In my personal life: Some of you know I lost my father last month, which was a very difficult situation for reasons aside from the obvious. Suffice it to say getting through that event would have been much harder without a little help from my friends. Seeing Edith and Julie in person was wonderful. And Jessie’s perspective about things is always unique and thought-provoking, and makes for wonderful conversations.

In my day job life: In the midst of all of the above, I was blessed to have received a wonderful opportunity for a new day job. That opportunity, however, was a long process. My tolerant Wickeds were there to cheer me on, commiserate with me, and keep me focused on the outcome. And it came!

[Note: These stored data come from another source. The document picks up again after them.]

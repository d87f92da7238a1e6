//! Ragdoll 配置
//!
//! 所有参数扁平化，直接在代码中修改默认值即可。
//! 每个实例在创建时复制一份（`RagdollAnimator::new` 读取全局配置）。

use glam::Vec3;
use once_cell::sync::Lazy;
use std::sync::RwLock;

use super::ForceMode;
use crate::animation::TransitionCurve;

/// Ragdoll 配置（扁平化，不嵌套）
#[derive(Debug, Clone)]
pub struct RagdollConfig {
    // ========== 初始状态 ==========
    /// 初始混合值，0 = 纯动画，1 = 纯物理
    pub initial_blend: f32,
    /// 初始肌肉力量
    pub initial_muscle_power: f32,

    // ========== 过渡 ==========
    /// 未指定时长时的默认过渡时长（秒）
    pub default_fade_duration: f32,
    /// EnableFreeRagdoll 的混合过渡时长（秒）
    pub free_ragdoll_fade_duration: f32,
    /// 过渡曲线（必须单调，首尾精确）
    pub transition_curve: TransitionCurve,

    // ========== 起身序列 ==========
    /// 强制物理贴合动画的总时长
    pub get_up_force_duration: f32,
    /// 强制贴合满强度保持时长
    pub get_up_force_full_delay: f32,
    /// 肌肉淡入时长
    pub get_up_muscle_duration: f32,
    /// 肌肉淡入延迟
    pub get_up_muscle_delay: f32,
    /// 混合淡出时长
    pub get_up_blend_duration: f32,
    /// 默认目标混合值
    pub get_up_target_blend: f32,
    /// 默认目标肌肉力量
    pub get_up_target_muscle_power: f32,

    // ========== 根节点重定位 ==========
    /// 世界上方向
    pub world_up: Vec3,
    /// 骨盆局部"正面"轴（朝上 = 仰躺）
    pub pelvis_facing_axis: Vec3,
    /// 骨盆局部"脊柱"轴（指向头部）
    pub pelvis_spine_axis: Vec3,
    /// 射线起点抬高量
    pub ground_ray_offset: f32,
    /// 射线最大长度
    pub ground_ray_distance: f32,

    // ========== 骨盆锚定 ==========
    /// 锚定过渡中的弹簧刚度（加速度 / 米）
    pub anchor_stiffness: f32,
    /// 锚定过渡中的阻尼
    pub anchor_damping: f32,

    // ========== 冲击 ==========
    /// 冲击力施加方式，默认与质量无关
    pub impact_force_mode: ForceMode,

    // ========== 生命周期 ==========
    /// 宿主销毁后自动销毁 dummy
    pub auto_destroy: bool,
    /// 首次存活检查延迟（秒）
    pub liveness_first_check: f32,
    /// 存活检查间隔（秒）
    pub liveness_check_interval: f32,

    // ========== 调试 ==========
    /// 是否输出调试日志，默认 false
    pub debug_log: bool,
}

impl Default for RagdollConfig {
    fn default() -> Self {
        Self {
            // ====== 初始状态 ======
            initial_blend: 0.0,
            initial_muscle_power: 1.0,

            // ====== 过渡 ======
            default_fade_duration: 0.75,
            free_ragdoll_fade_duration: 0.2,
            transition_curve: TransitionCurve::Linear,

            // ====== 起身序列 ======
            // 强制贴合 0.75 秒，其中前 0.2 秒满强度
            get_up_force_duration: 0.75,
            get_up_force_full_delay: 0.2,
            // 肌肉比混合稍晚开始、稍早结束，避免起身动画被物理拖拽
            get_up_muscle_duration: 1.0,
            get_up_muscle_delay: 0.05,
            get_up_blend_duration: 1.25,
            get_up_target_blend: 0.0,
            get_up_target_muscle_power: 0.85,

            // ====== 根节点重定位 ======
            world_up: Vec3::Y,
            pelvis_facing_axis: Vec3::Z,
            pelvis_spine_axis: Vec3::Y,
            ground_ray_offset: 0.5,
            ground_ray_distance: 3.0,

            // ====== 骨盆锚定 ======
            anchor_stiffness: 400.0,
            anchor_damping: 40.0,

            // ====== 冲击 ======
            impact_force_mode: ForceMode::Acceleration,

            // ====== 生命周期 ======
            auto_destroy: true,
            liveness_first_check: 0.05,
            liveness_check_interval: 0.5,

            // ====== 调试 ======
            debug_log: false,
        }
    }
}

/// 全局配置实例
static RAGDOLL_CONFIG: Lazy<RwLock<RagdollConfig>> = Lazy::new(|| {
    RwLock::new(RagdollConfig::default())
});

/// 获取当前配置（只读）
pub fn get_config() -> RagdollConfig {
    RAGDOLL_CONFIG.read().unwrap_or_else(|e| e.into_inner()).clone()
}

/// 手动设置配置（用于运行时调试）
pub fn set_config(config: RagdollConfig) {
    *RAGDOLL_CONFIG.write().unwrap_or_else(|e| e.into_inner()) = config;
}

/// 重置为默认配置
pub fn reset_config() {
    *RAGDOLL_CONFIG.write().unwrap_or_else(|e| e.into_inner()) = RagdollConfig::default();
}
//! 物理侧协作接口
//!
//! 核心不实现刚体求解，只驱动外部求解器的参数（驱动目标、运动学标志、外力）
//! 并读回刚体变换。`rapier` 特性提供基于 Rapier3D 的参考实现。

mod config;
#[cfg(feature = "rapier")]
mod rapier_world;

pub use config::{get_config, reset_config, set_config, RagdollConfig};
#[cfg(feature = "rapier")]
pub use rapier_world::{RapierRagdollWorld, RapierWorldConfig};

use glam::{Quat, Vec3};

use crate::skeleton::BoneTransform;

/// 刚体句柄（求解器内不透明）
#[derive(Clone, Copy, Debug, PartialEq, Eq, Hash, PartialOrd, Ord)]
pub struct BodyHandle(pub u32);

/// 关节句柄（求解器内不透明）
#[derive(Clone, Copy, Debug, PartialEq, Eq, Hash, PartialOrd, Ord)]
pub struct JointHandle(pub u32);

/// 外力施加方式
#[derive(Clone, Copy, Debug, PartialEq, Eq, Default)]
pub enum ForceMode {
    /// 牛顿力，响应与质量成反比
    Force,
    /// 加速度，所有肢体响应一致（与质量无关）
    #[default]
    Acceleration,
}

/// 地面射线检测层掩码
#[derive(Clone, Copy, Debug, PartialEq, Eq, Hash)]
pub struct GroundMask(pub u32);

impl GroundMask {
    pub const ALL: Self = Self(u32::MAX);
    pub const NONE: Self = Self(0);

    #[inline]
    pub fn intersects(self, layers: u32) -> bool {
        self.0 & layers != 0
    }
}

/// 射线命中
#[derive(Clone, Copy, Debug, PartialEq)]
pub struct GroundHit {
    pub point: Vec3,
    pub normal: Vec3,
    pub distance: f32,
}

/// 外部刚体/关节求解器
///
/// 变换均为世界空间。对不存在的句柄，读取返回 None / 默认值，写入忽略。
pub trait PhysicsSolver {
    fn contains_body(&self, body: BodyHandle) -> bool;

    fn body_transform(&self, body: BodyHandle) -> Option<BoneTransform>;

    /// 直接设置刚体位姿（运动学刚体跟随 / 锚定）
    fn set_body_transform(&mut self, body: BodyHandle, transform: BoneTransform);

    fn linear_velocity(&self, body: BodyHandle) -> Vec3;

    fn is_kinematic(&self, body: BodyHandle) -> bool;

    fn set_kinematic(&mut self, body: BodyHandle, kinematic: bool);

    /// 施加持续外力（仅作用于下一次积分）
    fn apply_force(&mut self, body: BodyHandle, force: Vec3, mode: ForceMode);

    /// 写入关节驱动
    ///
    /// `strength` ∈ [0,1]：0 = 完全由物理决定，1 = 尽可能紧地追随目标旋转。
    fn set_drive(
        &mut self,
        body: BodyHandle,
        joint: Option<JointHandle>,
        target_rotation: Quat,
        strength: f32,
    );

    /// 销毁刚体（连同其关节）
    fn remove_body(&mut self, body: BodyHandle);
}

/// 地面射线检测
pub trait GroundQuery {
    fn raycast(
        &self,
        origin: Vec3,
        direction: Vec3,
        max_distance: f32,
        mask: GroundMask,
    ) -> Option<GroundHit>;
}

/// 不做任何检测的地面（无地面吸附需求时使用）
impl GroundQuery for () {
    fn raycast(&self, _: Vec3, _: Vec3, _: f32, _: GroundMask) -> Option<GroundHit> {
        None
    }
}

So what’s my point? These ladies are way more than blog mates. They are wicked good friends.  And I’m so blessed to be part of this group, no matter what the next chapter holds.

wickeds

Readers, new chapters in your lives? How do you navigate?

27 Thoughts

  1. What would we do without the sisters of our heart? I know I wouldn’t have made it this far in life without them.

  2. Liz, I wish you good luck and much happiness in your life with all these changes. Change is hard. When my husband and I both left the Navy, I particularly felt adrift. My husband, who isn’t a writer, tried to comfort me saying that we were going on to the next chapter in our lives. I liked that image, and it helped.

  3. This was my first Crimebake but won’t be my last. Loved meeting all if you in person finally, and can see how tight-knit your group is. Thanks for making a Caolina gal feel so welcome.

    In writing, I just launched a second series, The Trudy Geniva Manhattan Mysteries. I’m spending days in my head with Nora Tierney and her cohorts back in England, and now time with Trudy in the Big Apple, and find this giving me more energy and interest in sitting down to work than ever!

    On a personal note, I’m having more dreaded back surgery next week and can’t sit much for two weeks. After the first week I’ll be standing a lot to write! Of course, just now is when I have scene and plot ideas streaming for both new projects. Isn’t it great to be able to write?

  4. What a lovely post.

    You must be “off the charts” on those life-change charts. I hope things settle soon, at least in the day to day and you love your new job.

  5. What a lovely post to wake up too. I loved how our business meeting stretch in to long hours of conversation after the banquet. Love you dearly!

  6. Again, my condolences on the loss of your father. You have wonderful support around you; never take that for granted.
    It sounds like life is definitely taking some turns, but they are up-swing ones! How do I manage changes?I have learned that you NEVER know what is coming and you just face what does—head on.Courage isn’t the lack of fear, but the realization that something is more important than your fear. Anyone can face anything if they need to.Believe me, for I was always the biggest coward out there!
    God bless you.

  7. Wow, so much both good and bad going on in your life right now. If I didn’t say it, I’m sorry for your loss. But congrats on the new job!!!

    Good friends are certainly helpful in navigating life. And you often find that when you need them is when you learn who your true friends are.

    One thing I love about visiting all of you each day is how much your friendship comes through. I can tell how tight you all are, and I love it.

  8. I also get emotional after spending time with my writing families (I have a couple, with a few overlapping members, like a Venn diagram). I always come away not only inspired to write, but lifted up in all areas of my life. Hugs to you, Liz, as you come away from these experiences changed but definitely stronger!

  9. The warmth and friendship that binds you all is obvious every time I see any of you at a conference – all talented gals that spread that warmth to the printed and virtual pages. Great people to have in your corner when times are tough. Best wishes, Liz, for an easier and more fun new year in your life.